How old is the horse? Do you have some pics of your horse?

Regards


----------



## SanchoPanza (Jul 18, 2007)

This is a full-papered stallion of a friend of mine, he is 5 year old, and , as you see, he is not very tall.
The first one is the Pure Andalusian ( the second is an andalusian crossbred)

http://es.youtube.com/watch?v=Gf-rw8FAFL8


----------



## IronRockRanch (May 3, 2007)

Those two horses are beautiful. I need to get some pictures of mine.


----------



## Kentucky (Aug 2, 2008)

Azeca is a cross between QH x Andalusians x Criollo with QH and Andalusians between 1/8 and 5/8 of each and no more than 1/4 Criollo.

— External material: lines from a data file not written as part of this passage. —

use std::path::PathBuf;
use std::sync::Arc;
use std::time::Duration;

use alloy_network::EthereumWallet;
use alloy_primitives::Address;
use alloy_provider::{DynProvider, Provider, ProviderBuilder};
use alloy_signer_local::PrivateKeySigner;
use anyhow::{Context, Result, anyhow};
use tracing::{error, info, warn};
use tracing_subscriber::{self, EnvFilter};
use url::Url;

use nft_print_monitor::external::chain::RpcTokenClient;
use nft_print_monitor::external::content::HttpFetcher;
use nft_print_monitor::external::print::HttpPrintClient;
use nft_print_monitor::ingress::{subscription, webhook};
use nft_print_monitor::metrics::Metrics;
use nft_print_monitor::monitor::Monitor;
use nft_print_monitor::utils::load_config;

#[tokio::main]
async fn main() -> Result<()> {
    // Initialize tracing
    tracing_subscriber::fmt()
        .with_env_filter(EnvFilter::from_default_env().add_directive(tracing::Level::INFO.into()))
        .init();

    println!();
    info!("=========================== INITIALIZING ===========================");

    // Load config
    let config = match load_config("config.yml") {
        Ok(config) => {
            info!("Config loaded successfully");
            config
        }
        Err(e) => {
            error!("Failed to load config: {}", e);
            return Err(anyhow!(e));
        }
    };

    let wallet_address: Address = config
        .wallet_address
        .to_lowercase()
        .parse()
        .context("invalid wallet_address in config")?;
    let print_endpoint: Url = config
        .print_endpoint
        .parse()
        .context("invalid print_endpoint in config")?;

    // Ensure the image storage area exists before any workflow runs
    let images_dir = PathBuf::from(&config.images_dir);
    std::fs::create_dir_all(&images_dir).context("failed to create images directory")?;
    info!("Storing images under {}", images_dir.display());

    // Initialize optional metrics
    let metrics = if config.metrics.enabled {
        let metrics = Arc::new(Metrics::new()?);
        metrics
            .start_metrics_server(&config.metrics.address, config.metrics.port)
            .await;
        Some(metrics)
    } else {
        info!("Metrics are disabled");
        None
    };

    // Shared HTTP client; every external call is bounded by the configured deadline
    let http_client = reqwest::Client::builder()
        .timeout(Duration::from_secs(config.request_timeout_secs))
        .build()
        .context("failed to build HTTP client")?;

    // Create RPC provider, with a signing credential only when burning is possible
    let has_signer = config.private_key.is_some();
    let provider: DynProvider = match &config.private_key {
        Some(key) => {
            let signer: PrivateKeySigner =
                key.parse().context("invalid private_key in config")?;
            ProviderBuilder::new()
                .wallet(EthereumWallet::from(signer))
                .connect(&config.rpc_url)
                .await
                .context("failed to connect to RPC endpoint")?
                .erased()
        }
        None => ProviderBuilder::new()
            .connect(&config.rpc_url)
            .await
            .context("failed to connect to RPC endpoint")?
            .erased(),
    };
    info!("RPC endpoint: {}", config.rpc_url);
    if !has_signer {
        info!("No signing credential configured, burning is disabled");
    }

    let monitor = Arc::new(Monitor::new(
        Arc::new(RpcTokenClient::new(
            provider.clone(),
            has_signer,
            metrics.clone(),
        )),
        Arc::new(HttpFetcher::new(http_client.clone())),
        Arc::new(HttpPrintClient::new(http_client, print_endpoint.to_string())),
        wallet_address,
        images_dir,
        config.burn_after_print,
        metrics,
    ));

    println!();
    info!("========================= STARTING MONITOR =========================");
    info!("Monitoring wallet: {wallet_address}");
    info!("Print endpoint: {print_endpoint}");

    // The chain subscription needs a pubsub transport; with a plain HTTP RPC
    // URL the monitor runs webhook-only.
    if config.rpc_url.starts_with("ws") {
        let subscription_monitor = Arc::clone(&monitor);
        tokio::spawn(subscription::run(
            provider,
            wallet_address,
            subscription_monitor,
        ));
    } else {
        warn!("RPC URL is not a websocket endpoint, chain subscription disabled");
    }

    let state = Arc::new(webhook::AppState {
        monitor,
        wallet: wallet_address,
    });
    webhook::serve(state, config.port).await
}
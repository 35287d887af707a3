use std::sync::Arc;
use tracing::info;

use axum::{Router, routing::get};
use opentelemetry::metrics::{Counter, Histogram, MeterProvider};
use opentelemetry_sdk::metrics::{MetricError, SdkMeterProvider};
use prometheus::{Encoder, TextEncoder};
use std::net::SocketAddr;

pub struct Metrics {
    registry: Arc<prometheus::Registry>,
    _provider: SdkMeterProvider,

    // Ingress metrics
    pub events_received: Counter<u64>,
    pub duplicates_suppressed: Counter<u64>,

    // Workflow metrics
    pub workflows_completed: Counter<u64>,
    pub workflow_failures: Counter<u64>,
    pub workflow_duration: Histogram<f64>,
    pub prints_submitted: Counter<u64>,
    pub burns_completed: Counter<u64>,

    // RPC metrics
    pub rpc_requests: Counter<u64>,
    pub rpc_errors: Counter<u64>,
}

impl Metrics {
    pub fn new() -> Result<Self, MetricError> {
        // Create a new prometheus registry
        let registry = prometheus::Registry::new();

        // Configure OpenTelemetry to use this registry
        let exporter = opentelemetry_prometheus::exporter()
            .with_registry(registry.clone())
            .build()?;

        // Set up a meter to create instruments
        let provider = SdkMeterProvider::builder().with_reader(exporter).build();
        let meter = provider.meter("monitor_metrics");

        let events_received = meter
            .u64_counter("monitor_events_received")
            .with_description("Transfer events received, by ingress source")
            .build();

        let duplicates_suppressed = meter
            .u64_counter("monitor_duplicates_suppressed")
            .with_description("Transfer events dropped as duplicates by the dedup gate")
            .build();

        let workflows_completed = meter
            .u64_counter("monitor_workflows_completed")
            .with_description("Token workflows that reached a terminal state")
            .build();

        let workflow_failures = meter
            .u64_counter("monitor_workflow_failures")
            .with_description("Workflow stage failures, by stage")
            .build();

        let workflow_duration = meter
            .f64_histogram("monitor_workflow_duration")
            .with_description("End-to-end workflow duration")
            .with_boundaries(vec![0.1, 0.5, 1.0, 2.5, 5.0, 10.0, 30.0, 60.0, 120.0])
            .with_unit("s")
            .build();

        let prints_submitted = meter
            .u64_counter("monitor_prints_submitted")
            .with_description("Images successfully submitted to the print endpoint")
            .build();

        let burns_completed = meter
            .u64_counter("monitor_burns_completed")
            .with_description("Tokens destroyed after printing, by burn method")
            .build();

        let rpc_requests = meter
            .u64_counter("monitor_rpc_requests")
            .with_description("Number of RPC requests made")
            .build();

        let rpc_errors = meter
            .u64_counter("monitor_rpc_errors")
            .with_description("Number of RPC errors encountered")
            .build();

        Ok(Self {
            registry: Arc::new(registry),
            _provider: provider,
            events_received,
            duplicates_suppressed,
            workflows_completed,
            workflow_failures,
            workflow_duration,
            prints_submitted,
            burns_completed,
            rpc_requests,
            rpc_errors,
        })
    }

    pub async fn start_metrics_server(&self, addr: &str, port: u16) {
        let addr = format!("{addr}:{port}").parse::<SocketAddr>().unwrap();
        let registry = self.registry.clone();

        let app = Router::new().route("/metrics", get(move || metrics_handler(registry.clone())));

        // Determine the access URL based on the binding address. Only used for logging.
        let access_url = if addr.ip().to_string() == "0.0.0.0" {
            format!("http://localhost:{port}/metrics")
        } else {
            format!("http://{}:{port}/metrics", addr.ip())
        };

        info!(
            "Starting metrics server - binding to {} (accessible at {})",
            addr, access_url
        );

        let listener = tokio::net::TcpListener::bind(addr).await.unwrap();

        // Spawn the server in a separate task
        tokio::spawn(async move {
            axum::serve(listener, app).await.unwrap();
        });
    }
}

async fn metrics_handler(registry: Arc<prometheus::Registry>) -> String {
    let encoder = TextEncoder::new();
    let metric_families = registry.gather();
    let mut buffer = vec![];
    encoder.encode(&metric_families, &mut buffer).unwrap();
    String::from_utf8(buffer).unwrap()
}
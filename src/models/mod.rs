pub mod common;
pub mod errors;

The Andalusians were breed to be the prefect warhorse in the 1600's, Even those, I love tough stockhorse type of horses ,there is something about them I like. Oh, they have alot of cow sense, too.


----------



## Susannnagel (Nov 18, 2008)

Hello everyone wanting to see if anyone wants to talk Andalusian.


----------



## stsjade (Feb 12, 2011)

I love andalusians!!! they are sooo beautiful


----------



## Nevada (Feb 8, 2011)

I have an Andi cross, not 100% sure what he's crossed with but we think Arab  I love him to bits and I've only had him for 3 weeks!


----------



## wakiya (Feb 7, 2009)

I like some Andies, but others just look too...modern really tall exaggerated characteristics some that have TB and/or Arab influence, there are a few really nice ones out there though. I wish they wouldn't have bred the color out of them.


----------



## equiniphile (Aug 16, 2009)

He is gorgeous. I've never had the pleasure of working with one, but they seem very intelligent


----------



## Caitlinpalomino (Nov 16, 2010)

awwwwwwwww i am so jealous i absoloutly love andalusians!!!


----------



## hossryder (Apr 16, 2011)

I purchased a beautiful 9 yo PRE Andalusian a year ago from a one owner loving family and he was very quiet on the trails. However, after a winter off due to horrid weather, he is now almost impossible to ride and we have been working on the ground (Parelli). He seems fearful on a trail and is in constant HIGH ALERT...whirling, prancing and on the verge of bucking (he has bucked me off before). We had to forego a trail ride with about 20 people as he was uncontrollable...so my husband and I just rode off on our own and he NEVER did calm down after three hours. I am in the process of lowering his feed from 14% to 12% protein; having vet check eyes, teeth etc next week, then adding Calm and Cool to his feed (after he gets used to the feed change). He weighs over 1200 lbs and is 16.3....a HUGE strong guy and I am 5'3" at 130! In the riding ring, when I ground work him out of site his stable buddies, he has a virtual fit...calling and again whirling and acting up and HIGH ALERT to his surroundings. Takes him about 15 minutes to actually start to listen to me but have to be on high alert myself to stay out of harms way. I am working on the bond with ground work but it is frustrating. I love him dearly and he is gorgeous. He has excellent ground manners and always greets me. Any suggestions from the experienced Andalusian riders/trainers out there?????


----------



## Zora (Mar 18, 2010)

Cadbury is gorgeous!
We have an almost 5 year old Hispano-Arab. About 14.3 hands right now
She is wonderful and loves trail riding.
Here are some pictures.
This spring.
























Last summer Age 4.
















With my quarter horse, Pesky.








With her mom, Majic.


















Here is video of her sire, Cresswood Gitano Rey.
YouTube - Gitano Rey at Jesus Morales Clinic


----------



## candandy49 (Jan 16, 2011)

I wholeheartedly agree Andalusians are absolutely gorgeous.


----------



## Zora (Mar 18, 2010)

JoannaG said:


> i sometimes have lessons on an andi, hes so cute!
> He was used for showing (spanish style) before my instructor got him (as a companion for one of her stallions)
> 
> We think he has had his head "tied" down to keep his nose right down in his chest, because whenever u put pressure on his mouth he stresses and rears, sometimes falls over backwards ( he hasnt with me on him thank god!)
> ...


Very cute horse!!!


----------